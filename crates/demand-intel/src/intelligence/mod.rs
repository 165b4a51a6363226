//! Demand-signal scoring, classification, decision routing, and RFQ
//! materialization for the admin demand-intelligence surface.

pub mod domain;
pub mod metrics;
pub mod repository;
pub mod router;
pub mod scoring;
pub mod service;
pub mod settings;

pub use domain::{
    BuyerType, Classification, DecisionAction, DemandSignal, RequirementId, RequirementRecord,
    ScoreFactors, SignalId, SignalScores, SignalSource, SignalSubmission,
};
pub use metrics::IntelligenceMetrics;
pub use repository::{
    DirectoryError, RepositoryError, SettingsStore, SignalQuery, SignalRepository, SignalView,
    SupplierAvailability, SupplierDirectory,
};
pub use router::intelligence_router;
pub use scoring::{ScoreBreakdown, ScoreComponent, ScoreDimension, ScoringEngine};
pub use service::{DemandIntelligenceService, IntelligenceServiceError};
pub use settings::{DecisionSettings, SettingsValidationError};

....

**EXERCISE INSTRUCTIONS:**
Extract every record and return it verbatim.

**WRITTEN SOLUTION:**
filename crates/demand-intel/src/intelligence/mod.rs
repository 165b4a51a6363226
//! Demand-signal scoring, classification, decision routing, and RFQ
//! materialization for the admin demand-intelligence surface.

pub mod domain;
pub mod metrics;
pub mod repository;
pub mod router;
pub mod scoring;
pub mod service;
pub mod settings;

pub use domain::{
    BuyerType, Classification, DecisionAction, DemandSignal, RequirementId, RequirementRecord,
    ScoreFactors, SignalId, SignalScores, SignalSource, SignalSubmission,
};
pub use metrics::IntelligenceMetrics;
pub use repository::{
    DirectoryError, RepositoryError, SettingsStore, SignalQuery, SignalRepository, SignalView,
    SupplierAvailability, SupplierDirectory,
};
pub use router::intelligence_router;
pub use scoring::{ScoreBreakdown, ScoreComponent, ScoreDimension, ScoringEngine};
pub use service::{DemandIntelligenceService, IntelligenceServiceError};
pub use settings::{DecisionSettings, SettingsValidationError};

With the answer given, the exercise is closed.